I guess I haven’t properly implemented the copyto! functions (which is the only piece I didn’t copy from the docs)? What am I missing?

Those don’t seem to take into account that broadcast expressions can have more than 1 value?

Oh, what would be the proper way of implementing those, then? I couldn’t find an explicit example for the copyto! functions in the docs, and I’m afraid I don’t completely understand how broadcast expressions work… Is there a similar example you could point me to?

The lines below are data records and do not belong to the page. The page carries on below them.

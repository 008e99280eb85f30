use std::sync::Arc;

use tokio::sync::watch;
use tracing::{debug, warn};

use flagsync_core::projection::{self, FlagFilter, FlagStats};
use flagsync_core::{CacheSnapshot, Clock, FlagCategory, FlagPatch, FlagRecord, InstanceId};
use flagsync_storage::KeyValueStore;

use crate::broadcast::{self, Broadcaster, ChangeHandler, ChannelHub, FlagChange, Subscription};
use crate::cache::CacheStore;
use crate::config::EngineConfig;
use crate::coordinator::MutationCoordinator;
use crate::error::EngineError;
use crate::gateway::FlagGateway;

struct ClientInner {
    cache: CacheStore,
    coordinator: MutationCoordinator,
    broadcaster: Arc<dyn Broadcaster>,
    _sibling_changes: Subscription,
}

/// One client instance (a tab or window): its cache, its mutation
/// coordinator and its end of the cross-instance broadcast.
///
/// Everything is injected; nothing here is process-global.
#[derive(Clone)]
pub struct FlagClient {
    inner: Arc<ClientInner>,
}

impl FlagClient {
    /// Must be called from within a Tokio runtime.
    pub fn new(
        config: &EngineConfig,
        gateway: Arc<dyn FlagGateway>,
        broadcaster: Arc<dyn Broadcaster>,
        clock: Arc<dyn Clock>,
    ) -> Self {
        let cache = CacheStore::new(Arc::clone(&gateway), Arc::clone(&clock), config);
        let coordinator = MutationCoordinator::new(
            cache.clone(),
            gateway,
            Arc::clone(&broadcaster),
            clock,
            config.same_key_policy,
        );

        let refresher = cache.clone();
        let on_sibling_change: ChangeHandler = Arc::new(move |change: &FlagChange| {
            debug!(key = %change.key, "sibling changed a flag, refreshing");
            refresher.mark_stale();
            let cache = refresher.clone();
            tokio::spawn(async move {
                if let Err(e) = cache.refresh(true).await {
                    warn!(error = %e, "refresh after sibling change failed");
                }
            });
        });
        let sibling_changes = broadcaster.on_change(on_sibling_change);

        Self {
            inner: Arc::new(ClientInner {
                cache,
                coordinator,
                broadcaster,
                _sibling_changes: sibling_changes,
            }),
        }
    }

    /// Build with the transport selected by `config.transport`.
    pub fn connect(
        config: &EngineConfig,
        gateway: Arc<dyn FlagGateway>,
        hub: &ChannelHub,
        store: Arc<dyn KeyValueStore>,
        clock: Arc<dyn Clock>,
    ) -> Self {
        let broadcaster = broadcast::connect(config, hub, store, Arc::clone(&clock));
        Self::new(config, gateway, broadcaster, clock)
    }

    pub fn instance_id(&self) -> InstanceId {
        self.inner.broadcaster.instance_id()
    }

    pub fn cache(&self) -> &CacheStore {
        &self.inner.cache
    }

    pub fn coordinator(&self) -> &MutationCoordinator {
        &self.inner.coordinator
    }

    pub fn snapshot(&self) -> Arc<CacheSnapshot> {
        self.inner.cache.get_snapshot()
    }

    pub fn subscribe(&self) -> watch::Receiver<Arc<CacheSnapshot>> {
        self.inner.cache.subscribe()
    }

    pub async fn refresh(&self, force: bool) -> Result<Arc<CacheSnapshot>, EngineError> {
        self.inner.cache.refresh(force).await
    }

    pub async fn toggle(&self, key: &str) -> Result<FlagRecord, EngineError> {
        self.inner.coordinator.toggle(key).await
    }

    pub async fn set_enabled(&self, key: &str, enabled: bool) -> Result<FlagRecord, EngineError> {
        self.inner.coordinator.set_enabled(key, enabled).await
    }

    pub async fn set_field(&self, key: &str, patch: FlagPatch) -> Result<FlagRecord, EngineError> {
        self.inner.coordinator.set_field(key, patch).await
    }

    /// `false` for unknown keys.
    pub fn is_enabled(&self, key: &str) -> bool {
        self.snapshot().get(key).is_some_and(|r| r.enabled)
    }

    pub fn filter(&self, criteria: &FlagFilter) -> Vec<FlagRecord> {
        let snapshot = self.snapshot();
        projection::filter(&snapshot, criteria)
            .into_iter()
            .cloned()
            .collect()
    }

    pub fn stats(&self) -> FlagStats {
        projection::stats(&self.snapshot())
    }

    pub fn grouped(&self) -> Vec<(FlagCategory, Vec<FlagRecord>)> {
        let snapshot = self.snapshot();
        projection::group_by_category(&snapshot)
            .into_iter()
            .map(|(category, records)| (category, records.into_iter().cloned().collect()))
            .collect()
    }

    /// Changes this instance itself committed.
    pub fn on_local_change(&self, handler: ChangeHandler) -> Subscription {
        self.inner.broadcaster.on_local_change(handler)
    }

    /// Changes announced by sibling instances.
    pub fn on_sibling_change(&self, handler: ChangeHandler) -> Subscription {
        self.inner.broadcaster.on_change(handler)
    }
}
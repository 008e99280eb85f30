use std::sync::Arc;

use tokio::sync::broadcast;
use tokio::task::JoinHandle;
use tracing::{debug, warn};

use flagsync_core::{Clock, InstanceId};

use super::{Broadcaster, ChangeHandler, FlagChange, HandlerSet, Subscription};

const HUB_CAPACITY: usize = 64;

#[derive(Debug, Clone)]
struct ChannelMessage {
    source: InstanceId,
    change: FlagChange,
}

/// The publish/subscribe channel shared by every instance of one origin.
#[derive(Clone)]
pub struct ChannelHub {
    tx: broadcast::Sender<ChannelMessage>,
}

impl Default for ChannelHub {
    fn default() -> Self {
        Self::new()
    }
}

impl ChannelHub {
    pub fn new() -> Self {
        let (tx, _) = broadcast::channel(HUB_CAPACITY);
        Self { tx }
    }

    pub fn member_count(&self) -> usize {
        self.tx.receiver_count()
    }
}

/// Primary transport: messages go straight to every other member of the hub.
pub struct ChannelBroadcaster {
    id: InstanceId,
    hub: ChannelHub,
    clock: Arc<dyn Clock>,
    remote: HandlerSet,
    local: HandlerSet,
    listener: JoinHandle<()>,
}

impl ChannelBroadcaster {
    /// Join `hub`. Messages published after this call are delivered even if
    /// the listener task has not been scheduled yet.
    pub fn join(hub: &ChannelHub, clock: Arc<dyn Clock>) -> Self {
        let id = InstanceId::new();
        let remote = HandlerSet::default();
        let mut rx = hub.tx.subscribe();
        let handlers = remote.clone();

        let listener = tokio::spawn(async move {
            loop {
                match rx.recv().await {
                    Ok(msg) if msg.source == id => {}
                    Ok(msg) => {
                        debug!(instance = %id, key = %msg.change.key, "received flag change");
                        handlers.dispatch(&msg.change);
                    }
                    Err(broadcast::error::RecvError::Lagged(missed)) => {
                        warn!(instance = %id, missed, "flag change listener lagged");
                    }
                    Err(broadcast::error::RecvError::Closed) => break,
                }
            }
        });

        Self {
            id,
            hub: hub.clone(),
            clock,
            remote,
            local: HandlerSet::default(),
            listener,
        }
    }
}

impl Broadcaster for ChannelBroadcaster {
    fn instance_id(&self) -> InstanceId {
        self.id
    }

    fn notify(&self, key: &str) {
        let change = FlagChange {
            key: key.to_string(),
            timestamp: self.clock.now(),
        };
        debug!(instance = %self.id, key = %key, "broadcasting flag change");
        // Only this instance listening: nobody to tell.
        let _ = self.hub.tx.send(ChannelMessage {
            source: self.id,
            change: change.clone(),
        });
        self.local.dispatch(&change);
    }

    fn on_change(&self, handler: ChangeHandler) -> Subscription {
        self.remote.add(handler)
    }

    fn on_local_change(&self, handler: ChangeHandler) -> Subscription {
        self.local.add(handler)
    }
}

impl Drop for ChannelBroadcaster {
    fn drop(&mut self) {
        self.listener.abort();
    }
}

For your case, is there a reason you cannot use DEDataArray? That will already have the broadcast overloads.

I guess I could, yes. I didn’t know about DEDataArray. For some reason, though, it seems that they perform slightly slower than standard arrays:

mutable struct MyDataArray{T,N} <: DEDataArray{T,N}
    x    :: Array{T,N}
    name :: String
end

xmin        =  -5.0
xmax        =   5.0
ymin        = -10.0
ymax        =  10.0
xnodes      =   64
ynodes      =  128

xx  = range(xmin, xmax, length=xnodes)
yy  = range(ymin, ymax, length=ynodes)

f0   = [ exp( -0.5 * xi^2 ) * exp( -0.5 * yi^2 )
         for xi in xx, yi in yy]
f1   = 2 * f0
f2   = similar(f0)

h0   = MyDataArray(f0, "bla")
h1   = MyDataArray(f1, "bla")
h2   = similar(h0)

function rhs_test(df, f, p, t)
    df .= f
    nothing
end

tspan = (0.0, 1.0)

prob  = ODEProblem(rhs_test, f0, tspan)
sol   = solve(prob, RK4())
@btime solve(prob, RK4())

prob2  = ODEProblem(rhs_test, h0, tspan)
sol2   = solve(prob2, RK4())
@btime solve(prob2, RK4())

returning:

julia> include("test_ode.jl")
  1.125 ms (182 allocations: 4.01 MiB)
  1.353 ms (362 allocations: 4.03 MiB)

Any idea why?

Also, for curiosity’s sake, is there anywhere I could have a look as to how to properly implement broadcast overloads for the copyto! functions?

Because they deepcopy more information than an array than saving, since they have more information than an array when saving.